[Records from a data source]
Segment Open

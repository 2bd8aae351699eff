//! # ortrack-core: Pure Inventory Domain Logic
//!
//! This crate is the **heart** of the ORtrack inventory truth-state engine.
//! Everything here is a pure function over plain data: no database, no
//! network, no implicit clock.
//!
//! ## Architecture Position
//! ```text
//! ┌─────────────────────────────────────────────────────────────────────────┐
//! │                       ORtrack Architecture                              │
//! │                                                                         │
//! │  ┌─────────────────────────────────────────────────────────────────┐   │
//! │  │                 ortrack-engine (services)                       │   │
//! │  │   DeviceScanGateway   CheckInService   EventService   Risk     │   │
//! │  └─────────────────────────────┬───────────────────────────────────┘   │
//! │                                │                                        │
//! │  ┌─────────────────────────────▼───────────────────────────────────┐   │
//! │  │               ★ ortrack-core (THIS CRATE) ★                     │   │
//! │  │                                                                 │   │
//! │  │  ┌─────────┐ ┌───────────┐ ┌────────────┐ ┌────────┐ ┌──────┐ │   │
//! │  │  │  gs1    │ │ projector │ │ validation │ │  risk  │ │types │ │   │
//! │  │  │ decode  │ │ apply     │ │ check-in   │ │ rules  │ │items │ │   │
//! │  │  │ classify│ │ replay    │ │ financial  │ │ sort   │ │events│ │   │
//! │  │  └─────────┘ └───────────┘ └────────────┘ └────────┘ └──────┘ │   │
//! │  │                                                                 │   │
//! │  │   NO I/O • NO DATABASE • NO NETWORK • PURE FUNCTIONS           │   │
//! │  └─────────────────────────────────────────────────────────────────┘   │
//! │                                │                                        │
//! │  ┌─────────────────────────────▼───────────────────────────────────┐   │
//! │  │                 ortrack-db (Database Layer)                     │   │
//! │  │         SQLite, migrations, repositories, event store           │   │
//! │  └─────────────────────────────────────────────────────────────────┘   │
//! └─────────────────────────────────────────────────────────────────────────┘
//! ```
//!
//! ## Modules
//!
//! - [`types`] - Items, catalog policy, devices, locations, vendors
//! - [`events`] - Inventory events (tagged payload), device events, financials
//! - [`gs1`] - Barcode classification and GS1 element string parsing
//! - [`projector`] - The event → item state machine
//! - [`validation`] - Check-in and financial attribution rules
//! - [`risk`] - Risk/alarm derivation and ordering
//! - [`error`] - Domain error types
//!
//! ## Example Usage
//!
//! ```rust
//! use ortrack_core::gs1::{decode, Symbology};
//!
//! let scan = decode("(01)00884426070010(17)270331(10)LOT42");
//! assert_eq!(scan.classification, Symbology::Gs1DataMatrix);
//!
//! let parsed = scan.parsed.unwrap();
//! assert_eq!(parsed.gtin.as_deref(), Some("00884426070010"));
//! assert_eq!(parsed.lot.as_deref(), Some("LOT42"));
//! ```

// =============================================================================
// Module Declarations
// =============================================================================

pub mod error;
pub mod events;
pub mod gs1;
pub mod projector;
pub mod risk;
pub mod types;
pub mod validation;

// =============================================================================
// Re-exports for Convenience
// =============================================================================

pub use error::{CoreError, CoreResult, EventRejection, ValidationError};
pub use events::*;
pub use types::*;

// =============================================================================
// Crate-Level Constants
// =============================================================================

/// Reserved device id for the virtual "keyboard wedge" scanner.
///
/// Scanners that type into a focused text field have no registered device
/// row. Callers pass this id and the scan gateway resolves it to the
/// facility's keyboard-wedge device, creating it on first use.
pub const KEYBOARD_WEDGE_DEVICE_ID: &str = "00000000-0000-0000-0000-000000000000";

/// Maximum length of a raw scan we will analyse as a linear barcode.
pub const MAX_LINEAR_BARCODE_LEN: usize = 80;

Segment Closed

Scan the data for the word "parsed" and copy every line where it shows up.

//! let parsed = scan.parsed.unwrap();
//! assert_eq!(parsed.gtin.as_deref(), Some("00884426070010"));
//! assert_eq!(parsed.lot.as_deref(), Some("LOT42"));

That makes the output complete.